:: DATA FOR ANALYSIS ::
//! vimode - a vi command interpreter
//!
//! This is the main entry point. It parses CLI arguments and delegates
//! to the appropriate mode runner (script or terminal).

use tracing_subscriber::EnvFilter;
use vimode::{cli, config, run, user_config};

/// Log to stderr. The terminal frontend owns the screen, so it stays quiet
/// unless RUST_LOG asks otherwise.
fn init_logging(mode: run::EditorMode) {
    let default = match mode {
        run::EditorMode::Script => "warn",
        run::EditorMode::Terminal => "off",
    };
    let filter = EnvFilter::try_from_default_env().unwrap_or_else(|_| EnvFilter::new(default));
    let _ = tracing_subscriber::fmt()
        .with_env_filter(filter)
        .with_writer(std::io::stderr)
        .with_target(false)
        .try_init();
}

fn main() -> Result<(), Box<dyn std::error::Error>> {
    // Parse command line arguments
    let cli = cli::Cli::parse()?;

    // Load configuration
    let mut config = config::Config::default();
    user_config::configure(&mut config);

    // Apply CLI overrides
    cli.apply_to_config(&mut config);

    let mode = run::detect_mode(cli.has_script(), &cli.files)?;
    init_logging(mode);

    match mode {
        run::EditorMode::Script => run::run_script_mode(&cli, &config)?,
        run::EditorMode::Terminal => {
            let path = cli.files.first().ok_or("No file given")?;
            run::run_terminal_mode(path, &config)?;
        }
    }

    Ok(())
}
:::
▸ **TRY IT**: Repeat only the stretch of lines that opens with the line containing "filter = EnvFilter::try_from_default_env().unwrap_or_else(|_|" and closes with the final line of the entries, both included, exactly as written.

▸ **ANSWER TO THIS TASK**:
    let filter = EnvFilter::try_from_default_env().unwrap_or_else(|_| EnvFilter::new(default));
    let _ = tracing_subscriber::fmt()
        .with_env_filter(filter)
        .with_writer(std::io::stderr)
        .with_target(false)
        .try_init();
}

fn main() -> Result<(), Box<dyn std::error::Error>> {
    // Parse command line arguments
    let cli = cli::Cli::parse()?;

    // Load configuration
    let mut config = config::Config::default();
    user_config::configure(&mut config);

    // Apply CLI overrides
    cli.apply_to_config(&mut config);

    let mode = run::detect_mode(cli.has_script(), &cli.files)?;
    init_logging(mode);

    match mode {
        run::EditorMode::Script => run::run_script_mode(&cli, &config)?,
        run::EditorMode::Terminal => {
            let path = cli.files.first().ok_or("No file given")?;
            run::run_terminal_mode(path, &config)?;
        }
    }

    Ok(())
}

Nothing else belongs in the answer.